# Dickinson Bayou Hwy/3



## Shrimptail_Hunter (Dec 20, 2008)

Well it was another cool morning down on the bayou. I have been working right off of dickinson bayou near hwy/3 so I decided to throw the rod in the car this morning to see if I could pick anything up during lunch and after work. My co-worker decided to join me at lunch. There was a slight incoming tide with schools of mullet holding close to the bank. We where tossing arties. I was using a 1/16oz. pony head with a TTF Trout Killer and my buddy was using a 1/8oz. with a Electric Blue/Chart. Stanley Wedge Tail. I was working the deep water while he was working the edge of the channel. 30 min. of fishing I had no takers while my buddy got hooked up on the flounder of his life and lost it at the bank. As soon as he hooked into it, it started stripping line like a red. Then he got it turned and started working the big girl in and right around the time he got her close she came up and spit the hook in his face.

So after work the tide was all the way in and the water looked good. There where tons of finger mullet now and mud boils.
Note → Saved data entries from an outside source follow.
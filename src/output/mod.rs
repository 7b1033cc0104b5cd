//! Output formatting module
//!
//! Handles different output formats: table, CSV, JSON, YAML

mod common;
mod snapshots;
mod usage;
mod users;

pub use common::{escape_csv, print_json, print_yaml};
pub use snapshots::{output_snapshot_config, output_snapshots};
pub use usage::{output_account_summary, output_instance_usage};
pub use users::{output_user, output_users};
I decided to go heavier and tied on a 1/4oz. with a pearl/chart. BA I tossed it along the channel edge and was bumping it off the bottom. I noticed that the mullet around where my jig was about spooked and next thing I know I am hooked up with a nice 21 inch red. So I throw it in the opposite direction and work it the same way and I get a good thump and then my line starts moving. I set the hook and the fight was short lived as I pulled out a 17 inch flounder. The next few casts I get hits but cant get them to take it. Then I had a good thump and the line starts to move again so I set the hook nothing is fighting back so I figured I missed it then the lure gets out of the water and the plastic is cut almost in half. **** Blue Crab. So I switched to a Tx Red Shad BA. and fished for another 20 min and picked up 1 more flounder and another red. Fishing time was from 4-5 Pm after work and Lunch was 11:30Am-12Pm


----------